_Data records_
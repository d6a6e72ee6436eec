//! Periodic health probing of running tasks.
//!
//! One probe worker per enabled task reads (and resets) the health
//! counters of the task's source and destination and forwards both readings
//! to the [`StatReportAggregator`].

use crate::stat::StatReportAggregator;
use crate::worker::{fixed_delay, WorkerHandle};
use async_trait::async_trait;
use regsync_types::{defaults, HealthCheckConfig, HealthRecord};
use std::collections::{BTreeMap, HashMap, HashSet};
use std::sync::Arc;
use std::time::Duration;
use tokio::sync::Mutex;
use tokio_util::sync::CancellationToken;
use tracing::{debug, info, warn};

/// Something whose tasks can be probed.
#[async_trait]
pub trait HealthSource: Send + Sync {
    /// Names of the currently enabled tasks.
    async fn enabled_tasks(&self) -> Vec<String>;

    /// Reads the source and destination health of a task, or `None` if the
    /// task has no live backends.
    async fn probe(&self, task: &str) -> Option<Vec<HealthRecord>>;
}

struct SchedulerState {
    enabled: bool,
    interval: Duration,
    probes: HashMap<String, WorkerHandle>,
}

impl SchedulerState {
    async fn clear(&mut self) {
        for (_, handle) in self.probes.drain() {
            handle.shutdown().await;
        }
    }
}

pub struct HealthCheckScheduler {
    source: Arc<dyn HealthSource>,
    aggregator: Arc<StatReportAggregator>,
    state: Mutex<SchedulerState>,
    root: CancellationToken,
}

impl HealthCheckScheduler {
    pub fn new(source: Arc<dyn HealthSource>, aggregator: Arc<StatReportAggregator>) -> Self {
        Self {
            source,
            aggregator,
            state: Mutex::new(SchedulerState {
                enabled: false,
                interval: Duration::from_millis(defaults::HEALTH_CHECK_INTERVAL_MS),
                probes: HashMap::new(),
            }),
            root: CancellationToken::new(),
        }
    }

    pub async fn init(&self, config: Option<&HealthCheckConfig>) {
        self.reload(config).await
    }

    /// Aligns the probe set with the source's enabled tasks.
    ///
    /// A missing or disabled config cancels every probe; an interval change
    /// reschedules all of them.
    pub async fn reload(&self, config: Option<&HealthCheckConfig>) {
        let mut state = self.state.lock().await;
        let Some(config) = config.filter(|c| c.enable) else {
            if state.enabled {
                info!("health check disabled");
            }
            state.enabled = false;
            state.clear().await;
            return;
        };

        let interval = config.interval();
        if interval != state.interval {
            info!(
                interval_ms = interval.as_millis() as u64,
                "health check interval changed, rescheduling"
            );
            state.clear().await;
            state.interval = interval;
        }
        state.enabled = true;

        let wanted: HashSet<String> = self.source.enabled_tasks().await.into_iter().collect();
        let stale: Vec<String> = state
            .probes
            .keys()
            .filter(|name| !wanted.contains(*name))
            .cloned()
            .collect();
        for name in stale {
            if let Some(handle) = state.probes.remove(&name) {
                handle.shutdown().await;
                debug!(task = %name, "health probe cancelled");
            }
        }

        for name in wanted {
            if state.probes.contains_key(&name) {
                continue;
            }
            let handle = self.spawn_probe(name.clone(), interval);
            state.probes.insert(name, handle);
        }
    }

    fn spawn_probe(&self, task: String, interval: Duration) -> WorkerHandle {
        let source = Arc::clone(&self.source);
        let aggregator = Arc::clone(&self.aggregator);
        let label = format!("health probe {}", task);
        WorkerHandle::spawn(&self.root, move |token| {
            fixed_delay(label, interval, interval, token, move || {
                let source = Arc::clone(&source);
                let aggregator = Arc::clone(&aggregator);
                let task = task.clone();
                async move {
                    match source.probe(&task).await {
                        Some(records) => {
                            for record in records {
                                aggregator.report_record(record);
                            }
                        }
                        None => warn!(task = %task, "health probe found no backends for task"),
                    }
                }
            })
        })
    }

    /// Names of tasks currently probed.
    pub async fn scheduled(&self) -> Vec<String> {
        let mut names: Vec<String> = self.state.lock().await.probes.keys().cloned().collect();
        names.sort();
        names
    }

    /// Probe worker id per task.
    pub async fn probe_workers(&self) -> BTreeMap<String, u64> {
        self.state
            .lock()
            .await
            .probes
            .iter()
            .map(|(name, handle)| (name.clone(), handle.id()))
            .collect()
    }

    pub async fn destroy(&self) {
        let mut state = self.state.lock().await;
        state.enabled = false;
        state.clear().await;
        self.root.cancel();
    }
}
//! Bootstrap configuration for regsyncd
//!
//! Loads and validates the daemon's own settings from a TOML file: which
//! config provider to use, where to keep the document backup, logging and
//! the default stat flush period. The sync document itself comes from the
//! provider.
//!
//! Default location: /etc/regsync/regsyncd.toml

use crate::error::{DaemonError, Result};
use crate::provider::file::{OPTION_WATCH_FILE, PROVIDER_NAME};
use regsync_core::ProviderSettings;
use serde::{Deserialize, Serialize};
use std::collections::BTreeMap;
use std::fs;
use std::path::{Path, PathBuf};
use std::time::Duration;

pub const DEFAULT_CONFIG_PATH: &str = "/etc/regsync/regsyncd.toml";

const LOG_LEVELS: [&str; 5] = ["trace", "debug", "info", "warn", "error"];

/// Config provider selection
#[derive(Debug, Clone, PartialEq, Eq, Serialize, Deserialize)]
pub struct ProviderConfig {
    /// Registered provider name
    #[serde(default = "default_provider_name")]
    pub name: String,

    /// Where the last accepted document is kept
    #[serde(default = "default_backup_path")]
    pub backup_path: PathBuf,

    /// Provider-specific options
    #[serde(default = "default_provider_options")]
    pub options: BTreeMap<String, String>,
}

/// Logging configuration
#[derive(Debug, Clone, PartialEq, Eq, Serialize, Deserialize)]
pub struct LoggingConfig {
    /// Default filter when RUST_LOG is unset
    #[serde(default = "default_log_level")]
    pub level: String,

    /// Emit JSON lines instead of compact text
    #[serde(default)]
    pub json: bool,
}

/// Stat reporting defaults
#[derive(Debug, Clone, PartialEq, Eq, Serialize, Deserialize)]
pub struct ReportDefaults {
    /// Flush period used when the document sets none
    #[serde(default = "default_flush_interval")]
    pub flush_interval_secs: u64,
}

/// Complete regsyncd configuration
#[derive(Debug, Clone, Default, PartialEq, Eq, Serialize, Deserialize)]
pub struct RegsyncConfig {
    #[serde(default)]
    pub provider: ProviderConfig,

    #[serde(default)]
    pub logging: LoggingConfig,

    #[serde(default)]
    pub report: ReportDefaults,
}

// Default functions
fn default_provider_name() -> String {
    PROVIDER_NAME.to_string()
}

fn default_backup_path() -> PathBuf {
    PathBuf::from("/var/lib/regsync/sync-backup.json")
}

fn default_provider_options() -> BTreeMap<String, String> {
    BTreeMap::from([(
        OPTION_WATCH_FILE.to_string(),
        "/etc/regsync/sync.yaml".to_string(),
    )])
}

fn default_log_level() -> String {
    "info".to_string()
}

fn default_flush_interval() -> u64 {
    60
}

impl Default for ProviderConfig {
    fn default() -> Self {
        Self {
            name: default_provider_name(),
            backup_path: default_backup_path(),
            options: default_provider_options(),
        }
    }
}

impl Default for LoggingConfig {
    fn default() -> Self {
        Self {
            level: default_log_level(),
            json: false,
        }
    }
}

impl Default for ReportDefaults {
    fn default() -> Self {
        Self {
            flush_interval_secs: default_flush_interval(),
        }
    }
}

impl RegsyncConfig {
    /// Load configuration from file, falling back to defaults if file not found
    pub fn load_or_default(path: impl AsRef<Path>) -> Result<Self> {
        let path = path.as_ref();

        match fs::read_to_string(path) {
            Ok(content) => toml::from_str(&content).map_err(|e| {
                DaemonError::configuration(format!(
                    "Failed to parse config file {}: {}",
                    path.display(),
                    e
                ))
            }),
            Err(e) if e.kind() == std::io::ErrorKind::NotFound => {
                eprintln!(
                    "regsyncd: Config file {} not found, using defaults",
                    path.display()
                );
                Ok(Self::default())
            }
            Err(e) => Err(DaemonError::Io(e)),
        }
    }

    /// Load from default location or defaults
    pub fn load() -> Result<Self> {
        Self::load_or_default(DEFAULT_CONFIG_PATH)
    }

    /// Save configuration to file
    pub fn save(&self, path: impl AsRef<Path>) -> Result<()> {
        let content = toml::to_string_pretty(self)
            .map_err(|e| DaemonError::configuration(format!("Failed to serialize config: {}", e)))?;
        fs::write(path.as_ref(), content)?;
        Ok(())
    }

    /// Get the default flush period as Duration
    pub fn flush_interval(&self) -> Duration {
        Duration::from_secs(self.report.flush_interval_secs)
    }

    /// Provider selection in the form the manager takes
    pub fn provider_settings(&self) -> ProviderSettings {
        ProviderSettings {
            name: self.provider.name.clone(),
            options: self.provider.options.clone(),
            backup_path: self.provider.backup_path.clone(),
        }
    }

    /// Validate configuration
    pub fn validate(&self) -> Result<()> {
        if self.provider.name.trim().is_empty() {
            return Err(DaemonError::configuration("provider.name must not be empty"));
        }

        if self.provider.backup_path.as_os_str().is_empty() {
            return Err(DaemonError::configuration(
                "provider.backup_path must not be empty",
            ));
        }

        if !LOG_LEVELS.contains(&self.logging.level.to_ascii_lowercase().as_str()) {
            return Err(DaemonError::configuration(format!(
                "logging.level must be one of {}",
                LOG_LEVELS.join(", ")
            )));
        }

        if self.report.flush_interval_secs == 0 {
            return Err(DaemonError::configuration(
                "report.flush_interval_secs must be > 0",
            ));
        }

        Ok(())
    }
}

#[cfg(test)]
mod tests {
    use super::*;
    use pretty_assertions::assert_eq;

    #[test]
    fn test_default_config() {
        let config = RegsyncConfig::default();
        assert_eq!(config.provider.name, "file");
        assert_eq!(
            config.provider.options.get(OPTION_WATCH_FILE).map(String::as_str),
            Some("/etc/regsync/sync.yaml")
        );
        assert_eq!(config.logging.level, "info");
        assert!(!config.logging.json);
        assert_eq!(config.flush_interval(), Duration::from_secs(60));
    }

    #[test]
    fn test_validate_valid_config() {
        assert!(RegsyncConfig::default().validate().is_ok());
    }

    #[test]
    fn test_validate_empty_provider() {
        let mut config = RegsyncConfig::default();
        config.provider.name = " ".to_string();
        assert!(config.validate().is_err());
    }

    #[test]
    fn test_validate_log_level() {
        let mut config = RegsyncConfig::default();
        config.logging.level = "WARN".to_string();
        assert!(config.validate().is_ok());
        config.logging.level = "loud".to_string();
        assert!(config.validate().is_err());
    }

    #[test]
    fn test_validate_zero_flush_interval() {
        let mut config = RegsyncConfig::default();
        config.report.flush_interval_secs = 0;
        assert!(config.validate().is_err());
    }

    #[test]
    fn test_toml_deserialization() {
        let toml_str = r#"
[provider]
name = "file"
backup_path = "/tmp/regsync-backup.json"

[provider.options]
watch_file = "/tmp/sync.json"
interval = "5s"

[logging]
json = true
"#;
        let config: RegsyncConfig = toml::from_str(toml_str).unwrap();
        assert_eq!(
            config.provider.backup_path,
            PathBuf::from("/tmp/regsync-backup.json")
        );
        assert_eq!(config.provider.options.len(), 2);
        assert!(config.logging.json);
        // Unspecified values should use defaults
        assert_eq!(config.logging.level, "info");
        assert_eq!(config.report.flush_interval_secs, 60);
    }

    #[test]
    fn test_save_and_reload() {
        let dir = tempfile::tempdir().unwrap();
        let path = dir.path().join("regsyncd.toml");
        let mut config = RegsyncConfig::default();
        config.report.flush_interval_secs = 15;
        config.save(&path).unwrap();

        assert_eq!(RegsyncConfig::load_or_default(&path).unwrap(), config);
    }

    #[test]
    fn test_load_nonexistent_file_defaults() {
        let config = RegsyncConfig::load_or_default("/nonexistent/regsyncd.toml").unwrap();
        assert_eq!(config, RegsyncConfig::default());
    }

    #[test]
    fn test_provider_settings() {
        let settings = RegsyncConfig::default().provider_settings();
        assert_eq!(settings.name, "file");
        assert_eq!(
            settings.backup_path,
            PathBuf::from("/var/lib/regsync/sync-backup.json")
        );
    }
}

_Task directions_
Reading through the preceding records, tally each line that holds the word "stale" and give the tally by itself.

_Result of the task_
2